5. Juni 2009
Eine neue Studie im Auftrag eines Coaching-Unternehmens hat ergeben, dass 19,7 Prozent der Deutschen - das entspricht jedem Fünften - eine Technik aus dem Bereich Yoga und Meditation praktiziert. Neu ist, dass auch unter Chefs und Managern diese Entspannungstechniken an Beliebtheit gewinnen.
Etwa jede sechste Führungskraft in Deutschland betreibt aktiv Yoga oder meditiert. Für die Experten ist dies eine freudige Botschaft, da die positiven Auswirkungen von Entspannungstechniken bei erfolgsorientierten Menschen bekannt sind. Nicht nur sie selber profitieren davon und lernen, mit Stress und Verantwortung besser umzugehen, sondern auch die Angestellten in ihrem Zuständigkeitsbereich. Daher gibt es inzwischen viele professionelle Coachings zum Stressmanagement, die mit Methoden des positiven Denkens und auch mit Yoga arbeiten.
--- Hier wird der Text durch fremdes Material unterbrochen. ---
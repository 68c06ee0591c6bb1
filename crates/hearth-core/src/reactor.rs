//! The info reactor: raw lines in, [`Info`] and lifecycle events out.
//!
//! ```text
//!  raw line ──▶ classify ──▶ Info #n
//!                  │
//!                  ├─▶ started / stopping marker ──▶ SERVER_STARTUP / SERVER_STOPPING
//!                  └─▶ join / leave marker ───────▶ PLAYER_JOINED / PLAYER_LEFT
//! ```
//!
//! A [`Reaction`] lists the events in publish order: lifecycle first, then
//! player presence, then the content [`Info`] itself. Console and plugin
//! input is injected through the same reactor so every [`Info`] draws its id
//! from one counter.

use std::panic::{AssertUnwindSafe, catch_unwind};
use std::sync::Arc;
use std::sync::atomic::{AtomicU64, Ordering};

use parking_lot::{Mutex, RwLock};
use tracing::{trace, warn};

use crate::classifier::{Dialect, TextClassifier};
use crate::event::{BoxedEvent, EventKind, LifecycleEvent, PlayerEvent, ServerPhase};
use crate::info::{Info, InfoSource, ParsedFields};

/// Everything the reactor derived from one server line.
#[derive(Debug, Clone)]
pub struct Reaction {
    /// Lifecycle and presence events, to be published before the info.
    pub events: Vec<(EventKind, BoxedEvent)>,
    /// The content info.
    pub info: Arc<Info>,
}

#[derive(Default)]
struct Detection {
    fields: Option<ParsedFields>,
    started: bool,
    stopping: bool,
    joined: Option<String>,
    left: Option<String>,
}

/// Converts raw lines into [`Info`] records and tracks the server phase.
pub struct InfoReactor {
    classifier: RwLock<Arc<dyn TextClassifier>>,
    next_id: AtomicU64,
    phase: Mutex<ServerPhase>,
}

impl InfoReactor {
    pub fn new(classifier: Arc<dyn TextClassifier>) -> Self {
        Self {
            classifier: RwLock::new(classifier),
            next_id: AtomicU64::new(1),
            phase: Mutex::new(ServerPhase::Stopped),
        }
    }

    /// Creates a reactor using a built-in dialect.
    pub fn with_dialect(dialect: Dialect) -> Self {
        Self::new(Arc::new(dialect.classifier()))
    }

    /// Swaps the active classifier. Sequence ids are unaffected.
    pub fn set_classifier(&self, classifier: Arc<dyn TextClassifier>) {
        *self.classifier.write() = classifier;
    }

    pub fn classifier_name(&self) -> String {
        self.classifier.read().name().to_string()
    }

    /// The currently tracked server phase.
    pub fn phase(&self) -> ServerPhase {
        *self.phase.lock()
    }

    fn next_id(&self) -> u64 {
        self.next_id.fetch_add(1, Ordering::Relaxed)
    }

    /// Returns `true` if the phase changed.
    fn transition(&self, to: ServerPhase) -> bool {
        let mut phase = self.phase.lock();
        if *phase == to {
            return false;
        }
        *phase = to;
        true
    }

    fn detect(&self, raw: &str) -> Detection {
        let classifier = self.classifier.read().clone();
        let result = catch_unwind(AssertUnwindSafe(|| Detection {
            fields: classifier.classify(raw),
            started: classifier.is_server_started_line(raw),
            stopping: classifier.is_server_stopping_line(raw),
            joined: classifier.player_joined(raw),
            left: classifier.player_left(raw),
        }));
        match result {
            Ok(detection) => detection,
            Err(_) => {
                warn!(
                    classifier = classifier.name(),
                    line = raw,
                    "Classifier panicked, falling back to a raw info"
                );
                Detection::default()
            }
        }
    }

    /// Reacts to one line of server output.
    pub fn react(&self, raw: &str) -> Reaction {
        let detection = self.detect(raw);
        let info = Arc::new(Info::new(
            self.next_id(),
            InfoSource::Server,
            raw.to_string(),
            detection.fields.unwrap_or_default(),
        ));

        let mut events = Vec::new();
        if detection.started && self.transition(ServerPhase::Started) {
            events.push(lifecycle(EventKind::SERVER_STARTUP, ServerPhase::Started, &info));
        } else if detection.stopping && self.transition(ServerPhase::Stopping) {
            events.push(lifecycle(EventKind::SERVER_STOPPING, ServerPhase::Stopping, &info));
        }
        if let Some(player) = detection.joined {
            events.push(presence(EventKind::PLAYER_JOINED, player, &info));
        }
        if let Some(player) = detection.left {
            events.push(presence(EventKind::PLAYER_LEFT, player, &info));
        }

        trace!(id = info.id(), events = events.len(), "Reacted to server line");
        Reaction { events, info }
    }

    /// Creates an info for a line typed into the console.
    pub fn inject_console(&self, line: &str) -> Arc<Info> {
        self.inject(InfoSource::Console, line)
    }

    /// Creates an info for a line injected by a plugin.
    pub fn inject_plugin(&self, line: &str) -> Arc<Info> {
        self.inject(InfoSource::Plugin, line)
    }

    fn inject(&self, source: InfoSource, line: &str) -> Arc<Info> {
        let fields = ParsedFields {
            content: Some(line.to_string()),
            ..Default::default()
        };
        Arc::new(Info::new(self.next_id(), source, line.to_string(), fields))
    }

    /// Records that the server process was spawned.
    pub fn process_started(&self) -> LifecycleEvent {
        self.transition(ServerPhase::Starting);
        LifecycleEvent {
            phase: ServerPhase::Starting,
            trigger: None,
            exit_code: None,
        }
    }

    /// Records that the server process exited.
    pub fn process_exited(&self, exit_code: Option<i32>) -> LifecycleEvent {
        self.transition(ServerPhase::Stopped);
        LifecycleEvent {
            phase: ServerPhase::Stopped,
            trigger: None,
            exit_code,
        }
    }
}

fn lifecycle(kind: EventKind, phase: ServerPhase, info: &Arc<Info>) -> (EventKind, BoxedEvent) {
    let event = LifecycleEvent {
        phase,
        trigger: Some(info.clone()),
        exit_code: None,
    };
    (kind, BoxedEvent::new(event))
}

fn presence(kind: EventKind, player: String, info: &Arc<Info>) -> (EventKind, BoxedEvent) {
    let event = PlayerEvent {
        player,
        info: info.clone(),
    };
    (kind, BoxedEvent::new(event))
}

impl std::fmt::Debug for InfoReactor {
    fn fmt(&self, f: &mut std::fmt::Formatter<'_>) -> std::fmt::Result {
        f.debug_struct("InfoReactor")
            .field("classifier", &self.classifier_name())
            .field("phase", &self.phase())
            .finish_non_exhaustive()
    }
}

#[cfg(test)]
mod tests {
    use super::*;

    struct Panicking;

    impl TextClassifier for Panicking {
        fn name(&self) -> &str {
            "panicking"
        }

        fn classify(&self, _raw: &str) -> Option<ParsedFields> {
            panic!("boom")
        }

        fn is_server_started_line(&self, _raw: &str) -> bool {
            false
        }

        fn is_server_stopping_line(&self, _raw: &str) -> bool {
            false
        }
    }

    const DONE: &str = r#"[12:00:05] [Server thread/INFO]: Done (3.512s)! For help, type "help""#;

    #[test]
    fn test_unparsed_line_is_kept() {
        let reactor = InfoReactor::with_dialect(Dialect::Vanilla);
        let reaction = reactor.react("Loading libraries, please wait...");
        assert!(reaction.events.is_empty());
        assert_eq!(reaction.info.raw(), "Loading libraries, please wait...");
        assert_eq!(reaction.info.fields(), &ParsedFields::default());
    }

    #[test]
    fn test_lifecycle_event_precedes_info() {
        let reactor = InfoReactor::with_dialect(Dialect::Vanilla);
        reactor.process_started();
        assert_eq!(reactor.phase(), ServerPhase::Starting);

        let reaction = reactor.react(DONE);
        assert_eq!(reaction.events.len(), 1);
        let (kind, event) = &reaction.events[0];
        assert_eq!(kind, &EventKind::SERVER_STARTUP);
        let lifecycle = event.downcast_ref::<LifecycleEvent>().unwrap();
        assert_eq!(lifecycle.trigger.as_ref().map(|i| i.id()), Some(reaction.info.id()));
        assert_eq!(reactor.phase(), ServerPhase::Started);

        // A repeated marker does not re-emit.
        assert!(reactor.react(DONE).events.is_empty());
    }

    #[test]
    fn test_player_presence_events() {
        let reactor = InfoReactor::with_dialect(Dialect::Vanilla);
        let reaction = reactor.react("[12:00:09] [Server thread/INFO]: Steve joined the game");
        assert_eq!(reaction.events.len(), 1);
        assert_eq!(reaction.events[0].0, EventKind::PLAYER_JOINED);
        let event = reaction.events[0].1.downcast_ref::<PlayerEvent>().unwrap();
        assert_eq!(event.player, "Steve");
    }

    #[test]
    fn test_classifier_panic_degrades_to_raw() {
        let reactor = InfoReactor::new(Arc::new(Panicking));
        let reaction = reactor.react(DONE);
        assert!(reaction.events.is_empty());
        assert_eq!(reaction.info.raw(), DONE);
        assert!(reaction.info.player().is_none());
    }

    #[test]
    fn test_ids_increase_across_swaps_and_injection() {
        let reactor = InfoReactor::with_dialect(Dialect::Vanilla);
        let a = reactor.react("one").info.id();
        reactor.set_classifier(Arc::new(Dialect::Bukkit.classifier()));
        let b = reactor.inject_console("list").id();
        let c = reactor.inject_plugin("say hi").id();
        let d = reactor.react("two").info.id();
        assert!(a < b && b < c && c < d);
        assert_eq!(reactor.classifier_name(), "bukkit");
    }

    #[test]
    fn test_process_exit_resets_phase() {
        let reactor = InfoReactor::with_dialect(Dialect::Vanilla);
        reactor.process_started();
        reactor.react(DONE);
        let event = reactor.process_exited(Some(0));
        assert_eq!(event.exit_code, Some(0));
        assert_eq!(reactor.phase(), ServerPhase::Stopped);
    }
}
Für Frauen spielen Yoga und Meditation allgemein eine größere Rolle als für Männer. Während sich 26,1 Prozent der Frauen in Entspannungstechniken üben, sind es bei den Männern lediglich 12,8 Prozent. Auch scheint das Interesse an Erholung und Ausgleich mit dem Alter zuzunehmen - die meisten Praktizierenden sind in der Gruppe der der Befragten ab 50.
Die Motive der Studienteilnehmer sind keine große Überraschung: Für vier von zehn ist vor allem der Stressabbau ausschlaggebend; eine ebenso wichtige Rolle spielen die positiven Auswirkungen auf die Psyche und die körperliche Gesundheit.